What is required:
Retype exactly the lines below, beginning with the first and ending with the line where "const EXPONENT_THRESHOLD: f64 = 1e9;" appears.

Records shown:
= Beginning of Section =
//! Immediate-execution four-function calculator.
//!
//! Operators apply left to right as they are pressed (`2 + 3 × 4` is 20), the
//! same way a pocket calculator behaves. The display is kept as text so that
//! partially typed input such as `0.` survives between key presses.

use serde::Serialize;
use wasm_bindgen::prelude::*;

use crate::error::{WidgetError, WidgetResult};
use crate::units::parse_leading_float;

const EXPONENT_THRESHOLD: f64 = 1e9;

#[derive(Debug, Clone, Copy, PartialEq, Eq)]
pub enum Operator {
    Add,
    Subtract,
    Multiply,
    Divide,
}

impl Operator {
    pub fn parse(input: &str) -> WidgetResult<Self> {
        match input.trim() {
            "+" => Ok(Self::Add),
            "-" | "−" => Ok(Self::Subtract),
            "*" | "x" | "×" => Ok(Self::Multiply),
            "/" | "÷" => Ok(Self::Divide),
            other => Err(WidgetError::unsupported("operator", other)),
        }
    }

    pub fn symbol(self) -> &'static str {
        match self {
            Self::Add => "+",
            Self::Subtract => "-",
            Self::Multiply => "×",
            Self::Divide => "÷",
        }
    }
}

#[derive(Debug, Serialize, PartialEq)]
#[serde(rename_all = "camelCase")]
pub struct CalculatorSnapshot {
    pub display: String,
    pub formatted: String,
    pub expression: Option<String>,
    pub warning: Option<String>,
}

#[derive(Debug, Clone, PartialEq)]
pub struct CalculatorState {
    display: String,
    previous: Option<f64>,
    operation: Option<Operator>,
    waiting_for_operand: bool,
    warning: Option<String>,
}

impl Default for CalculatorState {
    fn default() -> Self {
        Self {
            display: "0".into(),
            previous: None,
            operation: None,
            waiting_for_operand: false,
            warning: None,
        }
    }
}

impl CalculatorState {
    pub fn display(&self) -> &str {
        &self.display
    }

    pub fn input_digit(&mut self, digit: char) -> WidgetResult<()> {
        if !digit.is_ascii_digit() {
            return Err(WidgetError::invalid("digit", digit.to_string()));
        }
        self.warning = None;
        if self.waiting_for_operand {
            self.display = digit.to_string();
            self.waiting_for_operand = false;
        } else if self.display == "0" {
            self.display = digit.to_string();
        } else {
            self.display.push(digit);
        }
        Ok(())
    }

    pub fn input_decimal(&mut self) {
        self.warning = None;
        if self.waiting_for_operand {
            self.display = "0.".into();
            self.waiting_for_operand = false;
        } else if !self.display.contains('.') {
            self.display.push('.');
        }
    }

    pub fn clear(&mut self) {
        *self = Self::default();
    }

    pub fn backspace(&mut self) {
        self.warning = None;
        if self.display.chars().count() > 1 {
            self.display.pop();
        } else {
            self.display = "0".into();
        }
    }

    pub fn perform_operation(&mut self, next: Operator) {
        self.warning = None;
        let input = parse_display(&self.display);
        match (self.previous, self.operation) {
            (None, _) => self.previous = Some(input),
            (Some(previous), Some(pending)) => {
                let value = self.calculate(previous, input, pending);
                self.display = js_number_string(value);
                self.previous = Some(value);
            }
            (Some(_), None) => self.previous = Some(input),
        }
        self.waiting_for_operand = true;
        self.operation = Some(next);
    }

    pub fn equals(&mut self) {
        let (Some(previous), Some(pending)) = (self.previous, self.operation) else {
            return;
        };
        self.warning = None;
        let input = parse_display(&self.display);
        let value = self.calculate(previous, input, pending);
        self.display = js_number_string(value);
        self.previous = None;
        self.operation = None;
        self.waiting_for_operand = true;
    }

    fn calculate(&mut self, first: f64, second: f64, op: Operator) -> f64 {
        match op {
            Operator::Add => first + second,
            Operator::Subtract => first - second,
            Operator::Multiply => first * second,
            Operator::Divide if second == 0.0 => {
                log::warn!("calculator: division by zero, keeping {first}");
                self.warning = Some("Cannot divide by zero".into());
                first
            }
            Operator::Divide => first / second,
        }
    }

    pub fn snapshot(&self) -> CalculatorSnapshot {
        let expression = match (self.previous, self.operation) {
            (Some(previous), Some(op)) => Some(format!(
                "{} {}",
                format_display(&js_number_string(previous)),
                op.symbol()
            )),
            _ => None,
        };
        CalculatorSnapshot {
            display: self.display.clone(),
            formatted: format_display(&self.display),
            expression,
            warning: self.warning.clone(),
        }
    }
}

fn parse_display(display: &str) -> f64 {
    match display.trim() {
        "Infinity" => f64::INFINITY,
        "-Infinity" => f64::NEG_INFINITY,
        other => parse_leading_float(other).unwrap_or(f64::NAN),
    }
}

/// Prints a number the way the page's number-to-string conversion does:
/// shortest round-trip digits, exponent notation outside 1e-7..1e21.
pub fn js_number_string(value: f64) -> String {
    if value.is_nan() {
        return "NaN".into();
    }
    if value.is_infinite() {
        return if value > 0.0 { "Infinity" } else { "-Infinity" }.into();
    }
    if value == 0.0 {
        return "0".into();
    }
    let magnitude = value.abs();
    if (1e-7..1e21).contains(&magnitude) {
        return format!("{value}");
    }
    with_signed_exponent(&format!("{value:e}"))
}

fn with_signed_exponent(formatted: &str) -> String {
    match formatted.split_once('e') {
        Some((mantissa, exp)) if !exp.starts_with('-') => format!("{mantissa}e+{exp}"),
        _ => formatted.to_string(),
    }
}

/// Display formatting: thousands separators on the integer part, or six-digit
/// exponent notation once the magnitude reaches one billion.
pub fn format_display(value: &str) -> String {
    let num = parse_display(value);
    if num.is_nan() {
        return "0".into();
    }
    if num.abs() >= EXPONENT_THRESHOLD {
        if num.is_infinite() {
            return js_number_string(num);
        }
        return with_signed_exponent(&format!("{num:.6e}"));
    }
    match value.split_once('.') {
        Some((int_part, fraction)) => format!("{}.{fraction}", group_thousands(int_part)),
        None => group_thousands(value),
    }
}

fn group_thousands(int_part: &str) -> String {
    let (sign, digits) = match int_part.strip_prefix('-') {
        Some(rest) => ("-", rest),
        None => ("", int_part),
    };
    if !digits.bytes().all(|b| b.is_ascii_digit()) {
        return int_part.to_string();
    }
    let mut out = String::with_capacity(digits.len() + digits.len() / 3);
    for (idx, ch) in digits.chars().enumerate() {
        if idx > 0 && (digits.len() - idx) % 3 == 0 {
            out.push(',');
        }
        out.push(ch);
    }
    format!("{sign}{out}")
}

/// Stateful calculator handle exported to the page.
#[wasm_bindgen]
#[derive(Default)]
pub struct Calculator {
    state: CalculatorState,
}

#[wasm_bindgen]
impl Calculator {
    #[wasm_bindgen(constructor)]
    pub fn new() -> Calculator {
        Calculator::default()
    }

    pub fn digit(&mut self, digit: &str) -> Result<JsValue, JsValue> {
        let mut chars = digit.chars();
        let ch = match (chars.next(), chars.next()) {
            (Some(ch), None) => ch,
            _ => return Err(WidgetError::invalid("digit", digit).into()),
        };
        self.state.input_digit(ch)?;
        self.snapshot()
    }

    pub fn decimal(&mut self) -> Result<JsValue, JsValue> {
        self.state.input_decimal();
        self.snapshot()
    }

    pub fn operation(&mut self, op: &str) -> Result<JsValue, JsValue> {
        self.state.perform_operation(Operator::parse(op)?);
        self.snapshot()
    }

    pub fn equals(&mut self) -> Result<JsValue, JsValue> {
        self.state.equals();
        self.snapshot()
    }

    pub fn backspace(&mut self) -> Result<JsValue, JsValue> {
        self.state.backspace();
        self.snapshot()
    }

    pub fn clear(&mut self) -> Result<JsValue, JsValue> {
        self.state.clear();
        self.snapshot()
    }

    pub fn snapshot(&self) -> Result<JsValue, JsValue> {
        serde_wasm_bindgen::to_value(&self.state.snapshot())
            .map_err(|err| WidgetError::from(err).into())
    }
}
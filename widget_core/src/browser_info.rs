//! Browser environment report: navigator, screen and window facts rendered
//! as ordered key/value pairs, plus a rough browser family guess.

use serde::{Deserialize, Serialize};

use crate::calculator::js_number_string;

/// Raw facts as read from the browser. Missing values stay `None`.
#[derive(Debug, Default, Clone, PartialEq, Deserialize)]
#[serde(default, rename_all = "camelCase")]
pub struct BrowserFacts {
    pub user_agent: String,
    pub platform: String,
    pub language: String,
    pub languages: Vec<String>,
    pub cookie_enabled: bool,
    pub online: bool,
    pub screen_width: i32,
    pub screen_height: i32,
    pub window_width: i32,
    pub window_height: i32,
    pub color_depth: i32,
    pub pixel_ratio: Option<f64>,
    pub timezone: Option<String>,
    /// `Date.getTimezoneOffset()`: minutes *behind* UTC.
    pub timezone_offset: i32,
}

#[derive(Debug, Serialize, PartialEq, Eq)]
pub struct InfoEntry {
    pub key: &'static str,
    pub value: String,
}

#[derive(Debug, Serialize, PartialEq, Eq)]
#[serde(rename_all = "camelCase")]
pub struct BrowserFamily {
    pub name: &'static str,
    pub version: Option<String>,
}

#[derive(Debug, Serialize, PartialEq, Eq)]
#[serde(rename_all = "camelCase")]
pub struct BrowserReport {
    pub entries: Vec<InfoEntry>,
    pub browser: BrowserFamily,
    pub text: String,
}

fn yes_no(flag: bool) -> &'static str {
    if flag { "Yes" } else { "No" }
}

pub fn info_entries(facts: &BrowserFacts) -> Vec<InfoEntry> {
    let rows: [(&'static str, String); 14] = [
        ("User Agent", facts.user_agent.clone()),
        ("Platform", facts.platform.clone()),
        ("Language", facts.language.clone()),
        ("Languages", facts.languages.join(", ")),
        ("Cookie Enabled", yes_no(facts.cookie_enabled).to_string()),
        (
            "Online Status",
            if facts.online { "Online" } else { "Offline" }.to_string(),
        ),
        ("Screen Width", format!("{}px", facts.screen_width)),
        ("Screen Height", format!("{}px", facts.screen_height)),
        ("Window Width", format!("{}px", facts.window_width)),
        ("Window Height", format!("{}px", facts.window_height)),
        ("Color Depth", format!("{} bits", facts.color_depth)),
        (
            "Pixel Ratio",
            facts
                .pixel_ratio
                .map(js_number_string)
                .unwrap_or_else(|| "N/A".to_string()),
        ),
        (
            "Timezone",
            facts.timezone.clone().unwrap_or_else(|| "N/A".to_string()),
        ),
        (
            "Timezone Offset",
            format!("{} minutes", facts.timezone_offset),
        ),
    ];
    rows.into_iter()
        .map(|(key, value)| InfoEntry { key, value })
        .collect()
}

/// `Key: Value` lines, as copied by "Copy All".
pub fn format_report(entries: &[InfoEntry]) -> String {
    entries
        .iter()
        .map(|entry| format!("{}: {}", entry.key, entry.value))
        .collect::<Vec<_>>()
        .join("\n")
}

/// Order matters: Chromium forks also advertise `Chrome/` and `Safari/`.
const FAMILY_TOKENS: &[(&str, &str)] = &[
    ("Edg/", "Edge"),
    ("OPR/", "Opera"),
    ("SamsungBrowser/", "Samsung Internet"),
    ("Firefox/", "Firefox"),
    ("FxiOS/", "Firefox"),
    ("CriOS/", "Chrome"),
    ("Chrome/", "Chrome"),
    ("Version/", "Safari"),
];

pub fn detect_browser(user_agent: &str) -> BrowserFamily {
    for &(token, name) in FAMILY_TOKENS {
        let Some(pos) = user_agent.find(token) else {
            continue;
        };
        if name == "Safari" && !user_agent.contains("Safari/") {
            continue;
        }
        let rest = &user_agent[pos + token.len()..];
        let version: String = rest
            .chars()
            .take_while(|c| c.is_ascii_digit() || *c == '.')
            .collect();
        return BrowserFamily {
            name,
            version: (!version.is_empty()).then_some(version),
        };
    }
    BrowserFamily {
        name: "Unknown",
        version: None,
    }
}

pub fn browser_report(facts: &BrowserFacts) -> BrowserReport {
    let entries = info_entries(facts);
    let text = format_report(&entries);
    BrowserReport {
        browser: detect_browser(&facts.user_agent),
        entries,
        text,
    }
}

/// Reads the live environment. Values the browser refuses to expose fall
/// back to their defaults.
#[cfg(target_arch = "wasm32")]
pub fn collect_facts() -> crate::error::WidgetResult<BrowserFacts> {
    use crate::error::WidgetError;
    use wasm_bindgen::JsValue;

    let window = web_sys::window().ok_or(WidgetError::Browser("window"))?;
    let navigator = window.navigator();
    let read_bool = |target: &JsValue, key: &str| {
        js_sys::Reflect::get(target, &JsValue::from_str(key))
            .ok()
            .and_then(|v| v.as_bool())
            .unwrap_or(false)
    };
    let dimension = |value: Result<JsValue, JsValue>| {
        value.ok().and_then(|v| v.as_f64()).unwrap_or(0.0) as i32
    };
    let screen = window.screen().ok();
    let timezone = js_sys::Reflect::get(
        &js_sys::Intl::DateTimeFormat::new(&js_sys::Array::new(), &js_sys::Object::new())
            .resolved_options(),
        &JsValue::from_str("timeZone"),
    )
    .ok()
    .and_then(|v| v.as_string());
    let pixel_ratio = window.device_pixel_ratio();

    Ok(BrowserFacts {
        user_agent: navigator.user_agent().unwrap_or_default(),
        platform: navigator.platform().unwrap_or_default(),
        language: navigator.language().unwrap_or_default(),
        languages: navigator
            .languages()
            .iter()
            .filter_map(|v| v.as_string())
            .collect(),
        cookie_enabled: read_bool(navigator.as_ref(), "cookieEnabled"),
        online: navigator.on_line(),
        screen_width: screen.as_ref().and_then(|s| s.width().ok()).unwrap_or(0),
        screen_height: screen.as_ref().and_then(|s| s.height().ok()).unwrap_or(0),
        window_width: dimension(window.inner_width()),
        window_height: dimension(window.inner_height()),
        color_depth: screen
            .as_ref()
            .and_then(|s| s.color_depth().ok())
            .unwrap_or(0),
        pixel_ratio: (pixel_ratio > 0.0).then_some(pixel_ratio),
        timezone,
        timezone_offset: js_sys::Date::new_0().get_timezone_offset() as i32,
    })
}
= End of Section =
Output:
//! Immediate-execution four-function calculator.
//!
//! Operators apply left to right as they are pressed (`2 + 3 × 4` is 20), the
//! same way a pocket calculator behaves. The display is kept as text so that
//! partially typed input such as `0.` survives between key presses.

use serde::Serialize;
use wasm_bindgen::prelude::*;

use crate::error::{WidgetError, WidgetResult};
use crate::units::parse_leading_float;

const EXPONENT_THRESHOLD: f64 = 1e9;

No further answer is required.